基金项目: 郑州市科技领军人才项目(121PLJRC532)
详细信息
    作者简介:

    徐虹(1989-),女,硕士在读,主要从事肿瘤免疫治疗研究

    通讯作者:

    梅家转,E-mail: mjzhuan@163.com

  • 中图分类号: R734.2; R730.53

Killing Effect of Paclitaxel and Cisplatin on EGFR-wild and Mutant Lung Adenocarcinoma Cells and Related Molecular Mechanism

  • Department of Oncology, Zhengzhou People's Hospital, Southern Medical University, Zhengzhou 450003, China

摘要

    摘要
  • 摘要: 目的 探讨化疗相关基因表达水平与EGFR突变状态的关系及其对化疗疗效的影响。方法 采用MTT法分别检测紫杉醇、顺铂对A549与HCC827细胞的24 h半数抑制浓度(IC50);比较紫杉醇、顺铂单独及联合作用于A549与HCC827细胞杀伤作用的差异;荧光定量PCR法检测紫杉醇、顺铂作用前后A549与HCC827细胞化疗相关基因(BRCA1、ERCC1、TUBB3)的表达水平。结果 紫杉醇对A549与HCC827细胞24 h的IC50分别为100和70 μg/ml,顺铂对两种细胞的IC50分别为40和50 μg/ml。单独作用时,紫杉醇对HCC827细胞的杀伤作用明显高于A549细胞(P<0.05);顺铂对A549细胞的杀伤作用明显高于HCC827细胞(P<0.05);紫杉醇和顺铂联合作用对A549和HCC827细胞的杀伤作用差异无统计学意义(P>0.05),且均表现为单纯相加作用(Q=1.03, 1.06)。HCC827细胞中BRCA1基因表达明显高于A549细胞(P<0.05);顺铂作用于A549细胞后,其ERCC1基因表达明显升高(P<0.05)。
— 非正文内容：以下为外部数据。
//! Acronym generation.

/// Builds an acronym from the first letter or digit of every word.
///
/// Words are separated by whitespace or hyphens; punctuation in front of a
/// word is skipped.
pub fn generate(phrase: &str) -> String {
    phrase
        .split(|c: char| c.is_whitespace() || c == '-')
        .filter(|word| !word.trim().is_empty())
        .filter_map(|word| word.chars().find(|c| c.is_alphanumeric()))
        .flat_map(char::to_uppercase)
        .collect()
}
结论 紫杉醇、顺铂单独作用对EGFR野生型与突变型肺腺癌细胞杀伤作用有明显差异,而两者联合无明显差异,可能与BRCA1基因的表达有关;EGFR野生型比突变型肺腺癌细胞更容易对顺铂出现耐药。

     

    Abstract: Objective To investigate the relationship between the expression of chemotherapy-related genes and epidermal growth factor receptor (EGFR) mutation status, and their impact on chemotherapy response. Methods The IC50 of paclitaxel and cisplatin against A549 and HCC827 cells were measured by MTT assay. The cytotoxicities of paclitaxel, cisplatin and their combination against A549 and HCC827 cells were measured and compared. The expression of chemotherapy-related genes, BRCA1, ERCC1 and TUBB3, were detected by fluorescent quantitative PCR before and after paclitaxel and cisplatin treatment. Results The IC50 of paclitaxel against A549 and HCC827 cells were 100 and 70μg/ml respectively while those of cisplatin were 40 and 50μg/ml, respectively. The cytotoxicity of paclitaxel was stronger against HCC827 cells than A549 cells (P<0.05), while the cytotoxicity of cisplatin was higher against A549 cells than HCC827 cells (P<0.05). The cytotoxicities of the combination were not significantly different against A549 and HCC827 cells (P>0.05) and their combination action showed additive effect (Q=1.03, 1.08). BRCA1 expression in HCC827 cells was significantly higher than that in A549 cells (P<0.05). ERCC1 was up-expressed after treated with cisplatin (P<0.05). Conclusion The killing effect of paclitaxel and cisplatin on EGFR-wild and mutant lung adenocarcinoma cells are significantly different, while the combination are not, which may be related with the expression of BRCA1. EGFR-wild lung adenocarcinoma cells are much easier to appear cisplatin-resistance than mutant phenotype.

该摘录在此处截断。